┌──

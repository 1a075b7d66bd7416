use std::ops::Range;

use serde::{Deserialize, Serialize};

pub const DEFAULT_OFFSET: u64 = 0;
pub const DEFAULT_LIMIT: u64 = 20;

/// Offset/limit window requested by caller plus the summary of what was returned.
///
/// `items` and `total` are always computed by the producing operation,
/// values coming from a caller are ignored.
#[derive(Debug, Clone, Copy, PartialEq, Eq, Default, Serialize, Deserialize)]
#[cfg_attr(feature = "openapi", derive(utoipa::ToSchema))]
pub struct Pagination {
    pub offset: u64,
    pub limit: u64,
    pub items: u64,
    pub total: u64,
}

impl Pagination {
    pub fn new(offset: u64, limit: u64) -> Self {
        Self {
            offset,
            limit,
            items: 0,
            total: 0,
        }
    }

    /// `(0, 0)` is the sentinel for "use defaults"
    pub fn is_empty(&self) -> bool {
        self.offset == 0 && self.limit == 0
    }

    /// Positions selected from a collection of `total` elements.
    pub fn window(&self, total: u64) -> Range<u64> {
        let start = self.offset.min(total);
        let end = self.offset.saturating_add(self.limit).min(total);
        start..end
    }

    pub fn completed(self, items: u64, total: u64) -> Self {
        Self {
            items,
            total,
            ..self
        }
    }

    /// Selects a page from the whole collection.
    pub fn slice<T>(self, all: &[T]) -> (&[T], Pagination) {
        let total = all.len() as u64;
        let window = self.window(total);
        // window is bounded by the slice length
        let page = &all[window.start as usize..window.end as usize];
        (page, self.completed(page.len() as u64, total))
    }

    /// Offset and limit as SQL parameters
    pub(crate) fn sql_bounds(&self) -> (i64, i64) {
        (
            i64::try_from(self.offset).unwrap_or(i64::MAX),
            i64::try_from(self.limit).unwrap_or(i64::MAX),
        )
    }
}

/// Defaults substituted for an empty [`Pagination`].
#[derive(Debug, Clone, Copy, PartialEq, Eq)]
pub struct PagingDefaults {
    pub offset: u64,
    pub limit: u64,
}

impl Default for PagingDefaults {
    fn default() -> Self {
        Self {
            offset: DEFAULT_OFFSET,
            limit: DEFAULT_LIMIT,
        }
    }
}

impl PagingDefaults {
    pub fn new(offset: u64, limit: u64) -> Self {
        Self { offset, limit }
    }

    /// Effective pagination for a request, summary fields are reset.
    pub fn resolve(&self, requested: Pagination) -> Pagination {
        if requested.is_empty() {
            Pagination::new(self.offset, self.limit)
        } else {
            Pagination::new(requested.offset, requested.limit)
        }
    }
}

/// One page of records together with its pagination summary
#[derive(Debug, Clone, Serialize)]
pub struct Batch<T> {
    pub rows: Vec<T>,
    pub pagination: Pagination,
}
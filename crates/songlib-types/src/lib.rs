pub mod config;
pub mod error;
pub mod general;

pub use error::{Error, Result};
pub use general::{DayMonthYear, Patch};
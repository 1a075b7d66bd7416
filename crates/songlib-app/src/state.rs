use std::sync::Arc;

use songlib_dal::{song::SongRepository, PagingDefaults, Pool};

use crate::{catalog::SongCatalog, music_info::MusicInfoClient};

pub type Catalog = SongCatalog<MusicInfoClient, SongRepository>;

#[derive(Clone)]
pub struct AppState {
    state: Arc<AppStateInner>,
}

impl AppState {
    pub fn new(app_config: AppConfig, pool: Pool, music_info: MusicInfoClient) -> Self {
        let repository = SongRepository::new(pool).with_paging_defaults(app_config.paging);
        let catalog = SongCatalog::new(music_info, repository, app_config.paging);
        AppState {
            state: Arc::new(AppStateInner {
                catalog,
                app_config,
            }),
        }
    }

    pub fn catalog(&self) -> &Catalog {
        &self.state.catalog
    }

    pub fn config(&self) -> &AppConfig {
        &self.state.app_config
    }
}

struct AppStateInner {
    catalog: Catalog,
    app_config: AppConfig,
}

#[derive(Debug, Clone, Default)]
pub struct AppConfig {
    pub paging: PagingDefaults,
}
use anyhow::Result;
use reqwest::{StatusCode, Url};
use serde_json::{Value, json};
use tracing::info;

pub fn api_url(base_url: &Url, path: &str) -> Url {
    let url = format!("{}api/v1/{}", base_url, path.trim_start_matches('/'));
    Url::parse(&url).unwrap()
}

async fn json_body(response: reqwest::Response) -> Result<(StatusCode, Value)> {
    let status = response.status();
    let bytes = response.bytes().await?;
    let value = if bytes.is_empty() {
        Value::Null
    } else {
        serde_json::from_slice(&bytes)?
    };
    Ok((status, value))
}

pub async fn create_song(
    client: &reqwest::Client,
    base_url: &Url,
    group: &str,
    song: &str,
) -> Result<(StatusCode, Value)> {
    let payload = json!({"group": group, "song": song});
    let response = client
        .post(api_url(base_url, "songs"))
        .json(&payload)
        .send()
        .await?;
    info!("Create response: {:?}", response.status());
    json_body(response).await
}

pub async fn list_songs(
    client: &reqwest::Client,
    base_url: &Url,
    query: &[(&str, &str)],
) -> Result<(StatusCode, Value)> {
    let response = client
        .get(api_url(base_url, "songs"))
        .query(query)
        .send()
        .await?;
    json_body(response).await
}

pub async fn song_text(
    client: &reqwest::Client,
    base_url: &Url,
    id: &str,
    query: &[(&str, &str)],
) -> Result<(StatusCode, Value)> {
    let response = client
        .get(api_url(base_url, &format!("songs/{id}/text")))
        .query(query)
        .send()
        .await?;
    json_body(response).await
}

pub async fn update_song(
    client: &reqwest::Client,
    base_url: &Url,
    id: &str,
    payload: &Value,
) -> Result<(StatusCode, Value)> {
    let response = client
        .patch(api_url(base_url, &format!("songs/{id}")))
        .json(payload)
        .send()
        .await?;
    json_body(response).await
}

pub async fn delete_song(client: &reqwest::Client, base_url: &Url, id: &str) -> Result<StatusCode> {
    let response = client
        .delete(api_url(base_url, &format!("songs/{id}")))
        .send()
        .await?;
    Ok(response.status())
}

└──

• [PROBLEM STATEMENT]
Reproduce every record above exactly as it appears.

• [RESULT OF THE EXERCISE]
repository 1a075b7d66bd7416
use std::ops::Range;

use serde::{Deserialize, Serialize};

pub const DEFAULT_OFFSET: u64 = 0;
pub const DEFAULT_LIMIT: u64 = 20;

/// Offset/limit window requested by caller plus the summary of what was returned.
///
/// `items` and `total` are always computed by the producing operation,
/// values coming from a caller are ignored.
#[derive(Debug, Clone, Copy, PartialEq, Eq, Default, Serialize, Deserialize)]
#[cfg_attr(feature = "openapi", derive(utoipa::ToSchema))]
pub struct Pagination {
    pub offset: u64,
    pub limit: u64,
    pub items: u64,
    pub total: u64,
}

impl Pagination {
    pub fn new(offset: u64, limit: u64) -> Self {
        Self {
            offset,
            limit,
            items: 0,
            total: 0,
        }
    }

    /// `(0, 0)` is the sentinel for "use defaults"
    pub fn is_empty(&self) -> bool {
        self.offset == 0 && self.limit == 0
    }

    /// Positions selected from a collection of `total` elements.
    pub fn window(&self, total: u64) -> Range<u64> {
        let start = self.offset.min(total);
        let end = self.offset.saturating_add(self.limit).min(total);
        start..end
    }

    pub fn completed(self, items: u64, total: u64) -> Self {
        Self {
            items,
            total,
            ..self
        }
    }

    /// Selects a page from the whole collection.
    pub fn slice<T>(self, all: &[T]) -> (&[T], Pagination) {
        let total = all.len() as u64;
        let window = self.window(total);
        // window is bounded by the slice length
        let page = &all[window.start as usize..window.end as usize];
        (page, self.completed(page.len() as u64, total))
    }

    /// Offset and limit as SQL parameters
    pub(crate) fn sql_bounds(&self) -> (i64, i64) {
        (
            i64::try_from(self.offset).unwrap_or(i64::MAX),
            i64::try_from(self.limit).unwrap_or(i64::MAX),
        )
    }
}

/// Defaults substituted for an empty [`Pagination`].
#[derive(Debug, Clone, Copy, PartialEq, Eq)]
pub struct PagingDefaults {
    pub offset: u64,
    pub limit: u64,
}

impl Default for PagingDefaults {
    fn default() -> Self {
        Self {
            offset: DEFAULT_OFFSET,
            limit: DEFAULT_LIMIT,
        }
    }
}

impl PagingDefaults {
    pub fn new(offset: u64, limit: u64) -> Self {
        Self { offset, limit }
    }

    /// Effective pagination for a request, summary fields are reset.
    pub fn resolve(&self, requested: Pagination) -> Pagination {
        if requested.is_empty() {
            Pagination::new(self.offset, self.limit)
        } else {
            Pagination::new(requested.offset, requested.limit)
        }
    }
}

/// One page of records together with its pagination summary
#[derive(Debug, Clone, Serialize)]
pub struct Batch<T> {
    pub rows: Vec<T>,
    pub pagination: Pagination,
}
filename crates/songlib-types/src/lib.rs
pub mod config;
pub mod error;
pub mod general;

pub use error::{Error, Result};
pub use general::{DayMonthYear, Patch};
repository 1a075b7d66bd7416
filename crates/songlib-app/src/state.rs
use std::sync::Arc;

use songlib_dal::{song::SongRepository, PagingDefaults, Pool};

use crate::{catalog::SongCatalog, music_info::MusicInfoClient};

pub type Catalog = SongCatalog<MusicInfoClient, SongRepository>;

#[derive(Clone)]
pub struct AppState {
    state: Arc<AppStateInner>,
}

impl AppState {
    pub fn new(app_config: AppConfig, pool: Pool, music_info: MusicInfoClient) -> Self {
        let repository = SongRepository::new(pool).with_paging_defaults(app_config.paging);
        let catalog = SongCatalog::new(music_info, repository, app_config.paging);
        AppState {
            state: Arc::new(AppStateInner {
                catalog,
                app_config,
            }),
        }
    }

    pub fn catalog(&self) -> &Catalog {
        &self.state.catalog
    }

    pub fn config(&self) -> &AppConfig {
        &self.state.app_config
    }
}

struct AppStateInner {
    catalog: Catalog,
    app_config: AppConfig,
}

#[derive(Debug, Clone, Default)]
pub struct AppConfig {
    pub paging: PagingDefaults,
}
use anyhow::Result;
use reqwest::{StatusCode, Url};
use serde_json::{Value, json};
use tracing::info;

pub fn api_url(base_url: &Url, path: &str) -> Url {
    let url = format!("{}api/v1/{}", base_url, path.trim_start_matches('/'));
    Url::parse(&url).unwrap()
}

async fn json_body(response: reqwest::Response) -> Result<(StatusCode, Value)> {
    let status = response.status();
    let bytes = response.bytes().await?;
    let value = if bytes.is_empty() {
        Value::Null
    } else {
        serde_json::from_slice(&bytes)?
    };
    Ok((status, value))
}

pub async fn create_song(
    client: &reqwest::Client,
    base_url: &Url,
    group: &str,
    song: &str,
) -> Result<(StatusCode, Value)> {
    let payload = json!({"group": group, "song": song});
    let response = client
        .post(api_url(base_url, "songs"))
        .json(&payload)
        .send()
        .await?;
    info!("Create response: {:?}", response.status());
    json_body(response).await
}

pub async fn list_songs(
    client: &reqwest::Client,
    base_url: &Url,
    query: &[(&str, &str)],
) -> Result<(StatusCode, Value)> {
    let response = client
        .get(api_url(base_url, "songs"))
        .query(query)
        .send()
        .await?;
    json_body(response).await
}

pub async fn song_text(
    client: &reqwest::Client,
    base_url: &Url,
    id: &str,
    query: &[(&str, &str)],
) -> Result<(StatusCode, Value)> {
    let response = client
        .get(api_url(base_url, &format!("songs/{id}/text")))
        .query(query)
        .send()
        .await?;
    json_body(response).await
}

pub async fn update_song(
    client: &reqwest::Client,
    base_url: &Url,
    id: &str,
    payload: &Value,
) -> Result<(StatusCode, Value)> {
    let response = client
        .patch(api_url(base_url, &format!("songs/{id}")))
        .json(payload)
        .send()
        .await?;
    json_body(response).await
}

pub async fn delete_song(client: &reqwest::Client, base_url: &Url, id: &str) -> Result<StatusCode> {
    let response = client
        .delete(api_url(base_url, &format!("songs/{id}")))
        .send()
        .await?;
    Ok(response.status())
}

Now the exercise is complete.